§ Required action
Every line below that carries the word "HashMap" needs to be copied.

§ The data
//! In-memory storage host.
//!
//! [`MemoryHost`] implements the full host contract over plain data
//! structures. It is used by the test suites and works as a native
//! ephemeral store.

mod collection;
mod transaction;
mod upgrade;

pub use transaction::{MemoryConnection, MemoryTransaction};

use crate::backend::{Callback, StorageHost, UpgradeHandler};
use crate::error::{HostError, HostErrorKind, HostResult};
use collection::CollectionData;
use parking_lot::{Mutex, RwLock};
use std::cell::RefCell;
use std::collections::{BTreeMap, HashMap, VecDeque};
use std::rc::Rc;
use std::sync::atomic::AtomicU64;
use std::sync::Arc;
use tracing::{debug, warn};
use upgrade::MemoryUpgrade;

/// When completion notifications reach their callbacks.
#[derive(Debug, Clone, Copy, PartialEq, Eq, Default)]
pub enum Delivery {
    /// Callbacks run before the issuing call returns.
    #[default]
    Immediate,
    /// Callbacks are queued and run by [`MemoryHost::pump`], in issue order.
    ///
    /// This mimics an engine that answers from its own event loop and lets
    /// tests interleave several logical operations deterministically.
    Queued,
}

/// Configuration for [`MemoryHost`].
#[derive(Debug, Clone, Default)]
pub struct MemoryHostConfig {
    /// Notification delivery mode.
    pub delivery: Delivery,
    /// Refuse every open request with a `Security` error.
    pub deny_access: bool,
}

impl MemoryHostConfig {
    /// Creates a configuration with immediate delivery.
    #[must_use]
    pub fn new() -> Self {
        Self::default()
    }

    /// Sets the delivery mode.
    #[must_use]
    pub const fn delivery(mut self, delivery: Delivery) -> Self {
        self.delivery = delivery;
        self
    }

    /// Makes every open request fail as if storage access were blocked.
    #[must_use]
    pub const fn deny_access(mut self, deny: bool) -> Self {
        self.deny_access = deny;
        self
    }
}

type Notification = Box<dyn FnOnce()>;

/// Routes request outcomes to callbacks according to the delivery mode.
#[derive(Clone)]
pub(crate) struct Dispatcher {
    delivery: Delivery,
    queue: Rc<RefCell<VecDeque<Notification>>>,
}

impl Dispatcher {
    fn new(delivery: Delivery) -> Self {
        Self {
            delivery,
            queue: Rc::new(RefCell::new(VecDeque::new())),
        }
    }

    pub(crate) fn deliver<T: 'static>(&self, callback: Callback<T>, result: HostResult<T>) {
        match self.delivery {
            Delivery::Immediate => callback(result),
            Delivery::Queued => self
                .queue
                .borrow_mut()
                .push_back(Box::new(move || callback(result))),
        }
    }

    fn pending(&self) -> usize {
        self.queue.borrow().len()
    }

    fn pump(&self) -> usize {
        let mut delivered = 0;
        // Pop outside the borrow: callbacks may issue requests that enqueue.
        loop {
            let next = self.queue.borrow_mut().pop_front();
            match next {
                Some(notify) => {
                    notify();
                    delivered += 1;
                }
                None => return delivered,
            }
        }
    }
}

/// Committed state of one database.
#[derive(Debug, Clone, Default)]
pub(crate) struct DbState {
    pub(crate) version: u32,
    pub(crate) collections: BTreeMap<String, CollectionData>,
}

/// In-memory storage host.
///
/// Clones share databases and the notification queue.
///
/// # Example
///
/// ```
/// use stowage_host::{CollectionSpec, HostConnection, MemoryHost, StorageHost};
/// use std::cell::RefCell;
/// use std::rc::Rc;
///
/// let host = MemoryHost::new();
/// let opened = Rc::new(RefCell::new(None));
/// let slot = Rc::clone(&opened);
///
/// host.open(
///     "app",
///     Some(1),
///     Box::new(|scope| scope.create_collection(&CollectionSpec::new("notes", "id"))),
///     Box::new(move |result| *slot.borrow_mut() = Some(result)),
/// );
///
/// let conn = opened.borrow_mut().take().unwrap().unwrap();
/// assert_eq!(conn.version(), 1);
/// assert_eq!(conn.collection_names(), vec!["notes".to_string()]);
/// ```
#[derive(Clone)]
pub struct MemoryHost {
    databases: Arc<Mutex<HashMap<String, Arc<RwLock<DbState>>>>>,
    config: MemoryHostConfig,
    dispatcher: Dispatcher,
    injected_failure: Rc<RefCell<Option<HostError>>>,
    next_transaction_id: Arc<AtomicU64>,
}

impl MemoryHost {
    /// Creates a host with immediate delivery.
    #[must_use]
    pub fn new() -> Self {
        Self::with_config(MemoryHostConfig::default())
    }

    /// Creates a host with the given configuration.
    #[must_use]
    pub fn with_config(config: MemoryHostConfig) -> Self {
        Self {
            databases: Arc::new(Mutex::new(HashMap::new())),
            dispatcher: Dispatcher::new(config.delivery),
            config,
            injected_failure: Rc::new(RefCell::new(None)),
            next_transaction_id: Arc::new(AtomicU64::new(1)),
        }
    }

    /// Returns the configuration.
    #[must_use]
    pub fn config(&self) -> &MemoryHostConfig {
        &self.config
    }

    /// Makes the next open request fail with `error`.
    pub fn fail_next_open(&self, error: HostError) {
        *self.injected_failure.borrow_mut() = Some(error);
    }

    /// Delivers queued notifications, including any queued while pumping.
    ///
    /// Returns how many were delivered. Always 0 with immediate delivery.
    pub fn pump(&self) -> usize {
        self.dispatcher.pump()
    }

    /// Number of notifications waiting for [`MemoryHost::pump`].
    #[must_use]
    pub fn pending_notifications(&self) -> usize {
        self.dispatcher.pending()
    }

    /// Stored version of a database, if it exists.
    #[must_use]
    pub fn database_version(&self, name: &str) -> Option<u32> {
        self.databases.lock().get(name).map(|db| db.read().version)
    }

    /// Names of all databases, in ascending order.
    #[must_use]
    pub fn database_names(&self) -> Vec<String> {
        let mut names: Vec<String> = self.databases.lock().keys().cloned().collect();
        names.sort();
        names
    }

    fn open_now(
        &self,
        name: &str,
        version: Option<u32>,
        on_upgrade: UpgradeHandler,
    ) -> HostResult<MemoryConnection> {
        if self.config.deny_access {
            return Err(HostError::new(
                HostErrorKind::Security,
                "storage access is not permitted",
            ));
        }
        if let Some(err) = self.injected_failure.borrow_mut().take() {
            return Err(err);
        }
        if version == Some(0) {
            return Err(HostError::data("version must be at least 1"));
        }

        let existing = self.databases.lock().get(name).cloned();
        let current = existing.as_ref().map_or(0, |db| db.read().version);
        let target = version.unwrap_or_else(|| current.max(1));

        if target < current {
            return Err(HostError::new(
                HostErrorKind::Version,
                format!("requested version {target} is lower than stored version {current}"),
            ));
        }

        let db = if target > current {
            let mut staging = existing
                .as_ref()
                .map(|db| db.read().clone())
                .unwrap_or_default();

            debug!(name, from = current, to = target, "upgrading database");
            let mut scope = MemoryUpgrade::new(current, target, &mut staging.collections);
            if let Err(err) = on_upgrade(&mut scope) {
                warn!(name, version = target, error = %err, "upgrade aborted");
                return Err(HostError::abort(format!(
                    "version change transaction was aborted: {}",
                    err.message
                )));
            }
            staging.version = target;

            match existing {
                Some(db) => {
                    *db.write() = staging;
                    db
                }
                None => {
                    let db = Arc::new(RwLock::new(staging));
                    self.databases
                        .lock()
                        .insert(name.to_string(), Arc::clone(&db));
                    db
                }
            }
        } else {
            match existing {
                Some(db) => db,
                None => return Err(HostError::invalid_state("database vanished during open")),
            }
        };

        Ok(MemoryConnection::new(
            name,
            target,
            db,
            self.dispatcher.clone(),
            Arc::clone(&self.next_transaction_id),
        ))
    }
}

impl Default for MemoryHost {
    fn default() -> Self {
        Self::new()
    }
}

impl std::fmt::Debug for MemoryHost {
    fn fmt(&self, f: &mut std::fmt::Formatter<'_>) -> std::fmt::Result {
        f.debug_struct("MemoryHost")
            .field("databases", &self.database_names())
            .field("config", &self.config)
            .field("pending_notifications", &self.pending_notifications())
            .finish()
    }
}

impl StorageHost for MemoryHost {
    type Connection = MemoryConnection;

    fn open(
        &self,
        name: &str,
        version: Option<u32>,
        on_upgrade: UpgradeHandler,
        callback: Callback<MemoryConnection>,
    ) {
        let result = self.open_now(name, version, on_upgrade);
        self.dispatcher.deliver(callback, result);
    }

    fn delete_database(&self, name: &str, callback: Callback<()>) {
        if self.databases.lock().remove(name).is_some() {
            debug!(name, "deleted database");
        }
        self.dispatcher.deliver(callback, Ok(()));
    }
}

* * *

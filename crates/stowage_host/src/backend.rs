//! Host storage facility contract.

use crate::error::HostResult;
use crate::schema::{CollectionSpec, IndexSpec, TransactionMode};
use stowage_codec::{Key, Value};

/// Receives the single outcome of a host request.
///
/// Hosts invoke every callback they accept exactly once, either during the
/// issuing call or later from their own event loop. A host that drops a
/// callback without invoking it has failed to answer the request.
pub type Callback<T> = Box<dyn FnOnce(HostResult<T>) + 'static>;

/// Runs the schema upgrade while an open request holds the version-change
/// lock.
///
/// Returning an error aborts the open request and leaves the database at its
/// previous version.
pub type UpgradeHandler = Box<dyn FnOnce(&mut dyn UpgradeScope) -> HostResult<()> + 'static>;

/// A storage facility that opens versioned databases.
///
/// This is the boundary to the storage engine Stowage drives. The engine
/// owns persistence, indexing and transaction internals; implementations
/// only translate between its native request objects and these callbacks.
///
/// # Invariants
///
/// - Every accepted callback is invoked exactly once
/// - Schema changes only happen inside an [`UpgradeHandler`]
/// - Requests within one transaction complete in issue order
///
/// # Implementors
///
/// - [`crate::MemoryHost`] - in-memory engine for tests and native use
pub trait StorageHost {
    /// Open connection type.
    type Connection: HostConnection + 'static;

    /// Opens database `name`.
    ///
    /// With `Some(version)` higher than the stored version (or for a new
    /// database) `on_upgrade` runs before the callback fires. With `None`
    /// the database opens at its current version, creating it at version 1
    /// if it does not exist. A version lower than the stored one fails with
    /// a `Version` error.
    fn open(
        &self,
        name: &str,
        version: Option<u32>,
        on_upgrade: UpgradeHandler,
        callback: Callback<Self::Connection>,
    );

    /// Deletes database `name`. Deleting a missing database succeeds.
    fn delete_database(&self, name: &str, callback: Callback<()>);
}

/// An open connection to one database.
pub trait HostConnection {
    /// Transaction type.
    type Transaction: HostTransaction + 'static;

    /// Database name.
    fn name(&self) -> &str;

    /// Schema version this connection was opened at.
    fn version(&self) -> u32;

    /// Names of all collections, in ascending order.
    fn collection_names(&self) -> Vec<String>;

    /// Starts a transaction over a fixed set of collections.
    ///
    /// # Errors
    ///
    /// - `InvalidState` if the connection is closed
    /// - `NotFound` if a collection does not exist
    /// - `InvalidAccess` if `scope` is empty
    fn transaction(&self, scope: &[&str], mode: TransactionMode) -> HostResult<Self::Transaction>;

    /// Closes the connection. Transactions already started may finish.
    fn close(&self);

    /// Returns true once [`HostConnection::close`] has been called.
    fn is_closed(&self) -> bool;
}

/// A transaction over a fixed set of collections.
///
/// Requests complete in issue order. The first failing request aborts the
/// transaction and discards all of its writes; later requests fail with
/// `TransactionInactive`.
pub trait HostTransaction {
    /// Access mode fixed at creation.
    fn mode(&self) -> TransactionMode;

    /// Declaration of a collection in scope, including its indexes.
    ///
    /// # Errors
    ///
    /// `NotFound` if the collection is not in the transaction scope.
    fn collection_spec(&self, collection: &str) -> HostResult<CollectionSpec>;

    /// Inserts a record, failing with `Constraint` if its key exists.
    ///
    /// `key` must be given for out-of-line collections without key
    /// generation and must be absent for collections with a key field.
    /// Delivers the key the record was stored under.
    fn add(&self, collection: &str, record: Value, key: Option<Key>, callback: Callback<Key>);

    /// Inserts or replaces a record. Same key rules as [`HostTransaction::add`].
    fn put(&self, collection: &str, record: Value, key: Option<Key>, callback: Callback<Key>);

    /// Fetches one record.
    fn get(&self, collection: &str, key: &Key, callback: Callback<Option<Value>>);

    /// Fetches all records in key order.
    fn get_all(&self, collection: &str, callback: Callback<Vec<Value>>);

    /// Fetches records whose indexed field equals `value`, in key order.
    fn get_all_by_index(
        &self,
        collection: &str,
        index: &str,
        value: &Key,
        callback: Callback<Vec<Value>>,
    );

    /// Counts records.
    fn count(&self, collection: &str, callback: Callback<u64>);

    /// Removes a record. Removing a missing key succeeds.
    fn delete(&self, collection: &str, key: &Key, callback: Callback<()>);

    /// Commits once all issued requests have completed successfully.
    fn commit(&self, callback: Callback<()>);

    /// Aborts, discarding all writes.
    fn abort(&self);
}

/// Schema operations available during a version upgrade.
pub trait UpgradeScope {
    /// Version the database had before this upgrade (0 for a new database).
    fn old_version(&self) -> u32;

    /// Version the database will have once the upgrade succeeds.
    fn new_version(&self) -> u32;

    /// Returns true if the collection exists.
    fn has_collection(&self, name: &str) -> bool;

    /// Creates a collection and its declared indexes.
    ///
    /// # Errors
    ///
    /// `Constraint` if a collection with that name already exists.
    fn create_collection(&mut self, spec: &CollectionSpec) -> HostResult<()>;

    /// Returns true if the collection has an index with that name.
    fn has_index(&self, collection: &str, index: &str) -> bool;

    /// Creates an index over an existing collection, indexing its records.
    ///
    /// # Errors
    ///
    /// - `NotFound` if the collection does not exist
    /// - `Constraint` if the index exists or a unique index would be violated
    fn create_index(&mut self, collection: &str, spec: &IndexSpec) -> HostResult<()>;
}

...

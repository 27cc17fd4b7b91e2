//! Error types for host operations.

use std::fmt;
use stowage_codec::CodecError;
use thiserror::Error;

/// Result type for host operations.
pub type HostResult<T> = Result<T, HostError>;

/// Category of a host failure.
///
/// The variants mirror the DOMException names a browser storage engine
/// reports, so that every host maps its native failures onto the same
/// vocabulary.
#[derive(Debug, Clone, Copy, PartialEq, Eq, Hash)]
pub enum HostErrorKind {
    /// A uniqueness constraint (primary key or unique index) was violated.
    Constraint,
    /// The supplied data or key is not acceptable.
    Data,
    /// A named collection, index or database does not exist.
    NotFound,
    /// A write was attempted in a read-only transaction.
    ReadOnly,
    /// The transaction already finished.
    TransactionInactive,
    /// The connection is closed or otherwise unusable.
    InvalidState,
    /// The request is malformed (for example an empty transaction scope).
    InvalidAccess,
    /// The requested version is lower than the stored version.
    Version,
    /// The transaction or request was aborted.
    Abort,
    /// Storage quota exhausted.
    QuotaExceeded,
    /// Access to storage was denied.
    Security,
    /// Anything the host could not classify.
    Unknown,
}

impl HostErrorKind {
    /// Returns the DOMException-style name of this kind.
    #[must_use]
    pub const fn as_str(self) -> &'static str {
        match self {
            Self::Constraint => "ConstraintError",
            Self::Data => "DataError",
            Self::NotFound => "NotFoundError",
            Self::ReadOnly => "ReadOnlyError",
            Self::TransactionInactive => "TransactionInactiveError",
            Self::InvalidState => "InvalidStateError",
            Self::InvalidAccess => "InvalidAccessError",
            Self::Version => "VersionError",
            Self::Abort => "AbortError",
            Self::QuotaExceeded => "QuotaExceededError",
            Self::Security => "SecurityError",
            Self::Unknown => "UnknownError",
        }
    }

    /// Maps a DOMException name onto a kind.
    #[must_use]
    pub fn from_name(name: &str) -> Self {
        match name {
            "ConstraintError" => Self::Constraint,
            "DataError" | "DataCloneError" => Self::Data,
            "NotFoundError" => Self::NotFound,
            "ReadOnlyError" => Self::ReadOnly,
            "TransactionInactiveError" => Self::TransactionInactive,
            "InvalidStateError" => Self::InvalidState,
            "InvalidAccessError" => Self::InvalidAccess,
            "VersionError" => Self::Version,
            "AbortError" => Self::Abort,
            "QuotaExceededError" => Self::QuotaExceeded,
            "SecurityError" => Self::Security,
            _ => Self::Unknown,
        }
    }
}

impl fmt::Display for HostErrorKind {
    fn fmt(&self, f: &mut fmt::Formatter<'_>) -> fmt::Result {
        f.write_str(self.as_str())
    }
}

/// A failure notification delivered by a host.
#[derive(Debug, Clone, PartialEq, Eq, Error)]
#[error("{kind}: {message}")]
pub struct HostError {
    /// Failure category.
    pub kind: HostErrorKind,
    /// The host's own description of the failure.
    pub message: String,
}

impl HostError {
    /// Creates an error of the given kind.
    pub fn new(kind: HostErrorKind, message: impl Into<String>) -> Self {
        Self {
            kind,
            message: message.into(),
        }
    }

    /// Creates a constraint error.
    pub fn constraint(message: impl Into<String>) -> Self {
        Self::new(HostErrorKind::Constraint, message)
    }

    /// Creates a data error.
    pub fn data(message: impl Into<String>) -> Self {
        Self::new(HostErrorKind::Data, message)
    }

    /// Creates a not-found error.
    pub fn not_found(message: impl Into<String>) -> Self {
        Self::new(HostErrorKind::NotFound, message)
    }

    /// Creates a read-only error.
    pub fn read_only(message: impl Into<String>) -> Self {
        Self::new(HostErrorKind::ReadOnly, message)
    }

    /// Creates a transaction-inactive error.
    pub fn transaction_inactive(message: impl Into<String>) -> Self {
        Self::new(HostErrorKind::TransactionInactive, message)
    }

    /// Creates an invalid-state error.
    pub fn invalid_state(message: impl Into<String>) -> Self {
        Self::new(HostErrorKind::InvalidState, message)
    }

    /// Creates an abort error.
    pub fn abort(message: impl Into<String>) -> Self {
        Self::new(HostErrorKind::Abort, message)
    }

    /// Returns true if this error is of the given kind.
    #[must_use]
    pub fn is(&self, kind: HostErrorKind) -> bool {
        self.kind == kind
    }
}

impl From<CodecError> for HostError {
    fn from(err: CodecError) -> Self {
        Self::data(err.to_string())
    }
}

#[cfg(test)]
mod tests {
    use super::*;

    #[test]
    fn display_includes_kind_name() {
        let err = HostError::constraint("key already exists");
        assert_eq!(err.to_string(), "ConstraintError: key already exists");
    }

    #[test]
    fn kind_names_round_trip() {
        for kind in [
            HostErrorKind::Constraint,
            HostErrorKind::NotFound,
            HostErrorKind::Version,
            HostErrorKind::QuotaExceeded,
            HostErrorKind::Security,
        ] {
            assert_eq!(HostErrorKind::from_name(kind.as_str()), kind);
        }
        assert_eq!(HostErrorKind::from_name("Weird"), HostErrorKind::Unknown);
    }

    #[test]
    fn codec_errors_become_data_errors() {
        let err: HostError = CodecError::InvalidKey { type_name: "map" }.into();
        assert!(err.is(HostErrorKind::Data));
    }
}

§ Answer to the problem
use std::collections::{BTreeMap, HashMap, VecDeque};
    databases: Arc<Mutex<HashMap<String, Arc<RwLock<DbState>>>>>,
            databases: Arc::new(Mutex::new(HashMap::new())),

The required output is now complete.